Tax Executives Institute is the principal association of corporate tax executives in North America. Our nearly 4,700 members represent more than 2,000 of the leading corporations in the United States and Canada. TEI represents a cross-section of the business community, and is dedicated to the development and effective implementation of sound tax policy, to promoting the uniform and equitable enforcement of the tax laws, and to reducing the cost and burden of administration and compliance to the benefit of taxpayers and government alike. As a professional association, TEI is firmly committed to maintaining a tax system that works -- one that is administrable and with which taxpayers can comply.

Members of TEI are responsible for managing the tax affairs of their companies and must contend daily with the provisions of the tax law relating to the operation of business enterprises. We believe that the diversity and professional training of our members enable use to bring an important, balanced, and practical perspective to the issues raised by the proposed regulations relating to the deductibility of interest paid by a U.S. affiliate to a related entity under section 163(j) of the Code.

SPECIFIC COMMENTS

  1. Prop. Reg. [section] 1.163(j)-2(e):

    Interest Equivalents

    Section 163(j) was added to the Code by the Omnibus Reconciliation Act of 1989 to prevent the possible erosion of the U.S. tax base by the use of excessive deductions for interest paid by a taxable corporation to a tax-exempt related party. This so-called earnings stripping provision limits the U.S. interest deduction when (i) a corporation's debt-to-equity ratio exceeds 1.5 to 1; (ii) the interest is paid to a related party who is exempt from U.S. taxation; and (iii) the corporation has "excess interest expense," i.e., its net interest expense exceeds 50 percent of its adjusted taxable income plus the excess limitation carryforward.

    Section 163(j)(B) of the Code provides that "net interest expense" may be adjusted according to regulations issued by the Secretary of the Treasury. The legislative history of the provision states that --

    [T]he conferees understand that regulations could reduce net interest expense where all or a portion of income items not denominated as interest are appropriately characterized, in the Treasury's view, as equivalent to interest income The conferees expect that an amount would not be so characterized unless it predominantly reflects the time value of money or is a payment in substance for the use of forbearance of money. Similarly, the conferees understand that Treasury might choose to increase net interest expense, under regulations, by all or a portion of expense items not denominated [as] interest but appropriately characterized as equivalent to interest expense.
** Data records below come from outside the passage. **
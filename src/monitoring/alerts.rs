use crate::config::MonitorConfig;
use crate::error::{MonitorError, MonitorResult};
use crate::monitoring::health::{HealthSnapshot, HealthStatus};
use crate::monitoring::metrics::{IntegrationMetrics, MetricsCollector};
use crate::monitoring::{retention_cutoff, CheckerMap};
use chrono::{DateTime, Utc};
use serde::{Deserialize, Serialize};
use std::collections::{BTreeSet, HashMap};
use std::sync::atomic::{AtomicU64, Ordering};
use std::time::Duration;
use tokio::sync::RwLock;

/// Rule id used for alerts raised directly by the scheduler
pub const INTEGRATION_FAILURE_RULE_ID: &str = "integration_failure";

/// Alert severity
#[derive(Debug, Clone, Copy, PartialEq, Eq, PartialOrd, Ord, Hash, Serialize, Deserialize)]
#[serde(rename_all = "snake_case")]
pub enum AlertSeverity {
    Low,
    Medium,
    High,
    Critical,
}

/// Alert lifecycle state
#[derive(Debug, Clone, Copy, PartialEq, Eq, Hash, Serialize, Deserialize)]
#[serde(rename_all = "snake_case")]
pub enum AlertStatus {
    Firing,
    Resolved,
    Silenced,
}

/// Condition a rule checks for each integration
#[derive(Debug, Clone, Copy, PartialEq, Eq, Hash, Serialize, Deserialize)]
#[serde(rename_all = "snake_case")]
pub enum AlertCondition {
    /// Error rate (percent) above threshold
    ErrorRateHigh,
    /// Average response time (ms) above threshold
    ResponseTimeHigh,
    /// Availability (percent) below threshold
    AvailabilityLow,
    /// Health checker reports `Unhealthy`; threshold unused
    IntegrationDown,
}

/// Result of applying a condition to one integration
#[derive(Debug, Clone, Copy, PartialEq)]
pub enum RuleOutcome {
    /// Condition holds; carries the observed value
    Breached(f64),
    /// Condition does not hold
    Clear(f64),
    /// Nothing to judge yet
    NoData,
}

impl AlertCondition {
    /// Threshold conditions read the metrics snapshot and ignore integrations
    /// that have not completed a check yet. `IntegrationDown` reads the
    /// checker status.
    pub fn evaluate(
        &self,
        threshold: f64,
        metrics: Option<&IntegrationMetrics>,
        status: Option<HealthStatus>,
    ) -> RuleOutcome {
        let checked = metrics.filter(|m| m.total_checks > 0);

        let (value, breached) = match (self, checked, status) {
            (AlertCondition::IntegrationDown, _, Some(status)) => {
                (status.score(), status == HealthStatus::Unhealthy)
            }
            (AlertCondition::IntegrationDown, _, None) => return RuleOutcome::NoData,
            (_, None, _) => return RuleOutcome::NoData,
            (AlertCondition::ErrorRateHigh, Some(m), _) => (m.error_rate, m.error_rate > threshold),
            (AlertCondition::ResponseTimeHigh, Some(m), _) => {
                (m.avg_response_time_ms, m.avg_response_time_ms > threshold)
            }
            (AlertCondition::AvailabilityLow, Some(m), _) => {
                (m.availability, m.availability < threshold)
            }
        };

        if breached {
            RuleOutcome::Breached(value)
        } else {
            RuleOutcome::Clear(value)
        }
    }

    fn describe(&self, name: &str, value: f64, threshold: f64) -> String {
        match self {
            AlertCondition::ErrorRateHigh => format!(
                "{} error rate is {:.2}% (threshold {:.2}%)",
                name, value, threshold
            ),
            AlertCondition::ResponseTimeHigh => format!(
                "{} average response time is {:.0}ms (threshold {:.0}ms)",
                name, value, threshold
            ),
            AlertCondition::AvailabilityLow => format!(
                "{} availability is {:.2}% (threshold {:.2}%)",
                name, value, threshold
            ),
            AlertCondition::IntegrationDown => format!("{} is unhealthy", name),
        }
    }
}

/// Declarative threshold rule
#[derive(Debug, Clone, PartialEq, Serialize, Deserialize)]
pub struct AlertRule {
    pub id: String,
    pub name: String,
    pub condition: AlertCondition,
    pub threshold: f64,
    /// How long the condition is expected to hold before paging. Carried on
    /// the alert as metadata.
    #[serde(with = "crate::config::duration_secs")]
    pub duration: Duration,
    pub severity: AlertSeverity,
    pub enabled: bool,
    pub labels: HashMap<String, String>,
}

/// An alert instance
#[derive(Debug, Clone, PartialEq, Serialize, Deserialize)]
pub struct Alert {
    pub id: String,
    pub integration_id: String,
    pub rule_id: String,
    pub severity: AlertSeverity,
    pub status: AlertStatus,
    pub title: String,
    pub description: String,
    pub timestamp: DateTime<Utc>,
    pub resolved_at: Option<DateTime<Utc>>,
    pub metadata: HashMap<String, String>,
    pub annotations: HashMap<String, String>,
}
    H.R. Rep. No. 101-386, 101st Cong., 1st Sess. 566-67 (1989) (hereinafter cited as "Conference Report"). Prop. Reg. [section} 1.163(j)-2(e)(3) reserves the issue of interest equivalents. In the preamble to the proposed regulations, the IRS announced its intention to treat interest equivalents as interest for purposes of section 163(j) and requested comments on the scope and operation of this rule. 1991-291 I.R.B. at 20.

    TEI recommends that interest equivalents be limited to those delineated in the Conference Report: items that predominantly reflect the time value of money or in substance represent payments for the use or forbearance of money. These are essentially the criteria used in Temp. Reg. [section] 1.954-2T(h)(1) for determining income equivalents under the foreign personal holding company rules and in Temp. Reg. [section] 1.861-9T(b)(1)(i) for determining interest equivalents under the interest allocation rules. Adoption of a broader rule would add unnecessary complexity to the area without furthering any legitimate tax policy goal.
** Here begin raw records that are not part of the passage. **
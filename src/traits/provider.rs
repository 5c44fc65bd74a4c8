use crate::error::ProviderError;
use async_trait::async_trait;
use std::collections::HashMap;
use std::time::Duration;

/// Named values reported by a provider, e.g. `request_count` or `revenue`
pub type ProviderMetrics = HashMap<String, serde_json::Value>;

/// Uniform health/metrics contract every integration backend implements.
/// The monitor only ever talks to integrations through this trait.
#[cfg_attr(test, mockall::automock)]
#[async_trait]
pub trait IntegrationProvider: Send + Sync {
    /// Human readable provider name
    fn name(&self) -> &str;

    /// One-time setup before the first check
    async fn initialize(&self) -> Result<(), ProviderError> {
        Ok(())
    }

    /// Check the integration. `timeout` is the budget the caller enforces;
    /// providers may pass it on to their transport.
    async fn health_check(&self, timeout: Duration) -> Result<(), ProviderError>;

    /// Current counters and gauges
    async fn get_metrics(&self) -> Result<ProviderMetrics, ProviderError>;
}
use log::LevelFilter;
use std::str::FromStr;

/// Install the global logger.
///
/// `level` is parsed as a `log::LevelFilter` ("info", "debug", ...), falling
/// back to `info`. When `log_file` is given, records are written there as
/// well as to stdout.
pub fn init_logging(level: &str, log_file: Option<&str>) -> Result<(), fern::InitError> {
    let level = LevelFilter::from_str(level).unwrap_or(LevelFilter::Info);

    let mut dispatch = fern::Dispatch::new()
        .format(|out, message, record| {
            out.finish(format_args!(
                "{} [{}] [{}] {}",
                chrono::Utc::now().format("%Y-%m-%d %H:%M:%S%.3f"),
                record.level(),
                record.target(),
                message
            ))
        })
        .level(level)
        .chain(std::io::stdout());

    if let Some(path) = log_file {
        dispatch = dispatch.chain(fern::log_file(path)?);
    }

    dispatch.apply()?;
    Ok(())
}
    Accordingly, interest equivalents should not include rents or royalties from the use of property unless part of the financing structure is properly characterized by the parties as a loan (rather than as a lease or license). Such payments are not equivalent to interest. Nor should fees for services be treated as interest equivalents unless they are part of a financing arrangement in which the taxpayer's payments reflect the time value of money or the use or forbearance of money. In this regard, Prop. Reg. [section] 1.163(j)-2(e)(6) characterizes substitute payments under section 1058 security transfers as an interest equivalent, as does Temp. Reg. [section] 1.954-2T(h)(1). This conflicts with Prop. Reg. [section] 1.1058-1(d) which properly treats a substitute payment as a fee for the temporary use of property, i.e., a payment in the nature of a rental. We suggest that substitute payments -- especially substitute payments for dividends on stock transferred in a section 1058 transaction -- should not be categorically treated as interest.
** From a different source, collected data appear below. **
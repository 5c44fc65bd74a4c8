//! Concurrency guarantees of the health check scheduler
//!
//! Checks on one integration never overlap, checks on different
//! integrations run in parallel, and a cycle only returns once every check
//! has finished.

mod common;

use common::{alert_manager, check_config, ConcurrencyTracker};
use integration_monitor::monitoring::{HealthCheckScheduler, HealthChecker};
use integration_monitor::{CheckOutcome, HealthStatus};
use std::collections::HashMap;
use std::sync::atomic::{AtomicUsize, Ordering};
use std::sync::Arc;
use std::time::{Duration, Instant};
use tokio::sync::RwLock;

const LATENCY: Duration = Duration::from_millis(80);

struct Fixture {
    scheduler: Arc<HealthCheckScheduler>,
    trackers: Vec<Arc<ConcurrencyTracker>>,
    checkers: Vec<Arc<HealthChecker>>,
    global_max: Arc<AtomicUsize>,
}

fn fixture(count: usize) -> Fixture {
    let global = Arc::new(AtomicUsize::new(0));
    let global_max = Arc::new(AtomicUsize::new(0));
    let mut trackers = Vec::new();
    let mut checkers = Vec::new();
    let mut map = HashMap::new();

    for i in 0..count {
        let id = format!("integration-{}", i);
        let tracker = Arc::new(ConcurrencyTracker::new(
            &id,
            LATENCY,
            global.clone(),
            global_max.clone(),
        ));
        let checker = Arc::new(HealthChecker::new(
            &id,
            &id,
            "marketplace",
            tracker.clone(),
            check_config(),
        ));
        map.insert(id, checker.clone());
        trackers.push(tracker);
        checkers.push(checker);
    }

    Fixture {
        scheduler: Arc::new(HealthCheckScheduler::new(
            Arc::new(RwLock::new(map)),
            alert_manager(false),
        )),
        trackers,
        checkers,
        global_max,
    }
}

mod exclusivity {
    use super::*;

    #[tokio::test]
    async fn test_same_integration_checks_never_overlap() {
        let f = fixture(1);
        let mut handles = Vec::new();
        for _ in 0..4 {
            let scheduler = f.scheduler.clone();
            handles.push(tokio::spawn(async move {
                scheduler.check_integration("integration-0").await
            }));
        }
        for handle in handles {
            assert_eq!(handle.await.unwrap().unwrap(), CheckOutcome::Succeeded);
        }

        assert_eq!(f.trackers[0].max_in_flight(), 1);
        assert_eq!(f.checkers[0].snapshot().await.metrics.total_checks, 4);
    }

    #[tokio::test]
    async fn test_manual_check_waits_for_scheduled_one() {
        let f = fixture(1);
        let scheduler = f.scheduler.clone();
        let cycle = tokio::spawn(async move { scheduler.perform_health_checks().await });
        tokio::time::sleep(Duration::from_millis(10)).await;

        f.scheduler.check_integration("integration-0").await.unwrap();
        cycle.await.unwrap();
        assert_eq!(f.trackers[0].max_in_flight(), 1);
    }
}

mod parallelism {
    use super::*;

    #[tokio::test]
    async fn test_different_integrations_run_in_parallel() {
        let f = fixture(5);
        let started = Instant::now();
        let report = f.scheduler.perform_health_checks().await;
        let elapsed = started.elapsed();

        assert_eq!(report.succeeded, 5);
        assert_eq!(f.global_max.load(Ordering::SeqCst), 5);
        // Sequential execution would take five latencies
        assert!(elapsed < LATENCY * 3, "cycle took {:?}", elapsed);
    }

    #[tokio::test]
    async fn test_cycle_is_a_completion_barrier() {
        let f = fixture(3);
        f.scheduler.perform_health_checks().await;

        for checker in &f.checkers {
            let snapshot = checker.snapshot().await;
            assert_eq!(snapshot.metrics.total_checks, 1);
            assert_eq!(snapshot.status, HealthStatus::Healthy);
        }
        assert_eq!(f.scheduler.cycles_completed(), 1);
        assert!(f.scheduler.last_cycle().await.is_some());
    }

    #[tokio::test]
    async fn test_one_failing_integration_does_not_affect_others() {
        let f = fixture(3);
        f.trackers[1].set_failing(true);
        let report = f.scheduler.perform_health_checks().await;

        assert_eq!(report.succeeded, 2);
        assert_eq!(report.failed, 1);
        assert_eq!(f.checkers[1].status().await, HealthStatus::Degraded);
        assert_eq!(f.checkers[0].status().await, HealthStatus::Healthy);
    }
}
  2. Prop. Reg. [section] 1.163(j)-2(f):

    Adjusted Taxable Income

    1. Accounts Payable and Receivable. In enacting the earnings striply provision, Congress was primarily concerned with the thin capitalization of corporations. Specifically, concern was expressed that the original House provision was unduly expansive in that it --

      would deny interest deductions where net interest expense exceeds the income threshold not because the corporation was thinly capitalized but because of year-to-year changes in profitability or in the amount of depreciation, amortization, or depletion.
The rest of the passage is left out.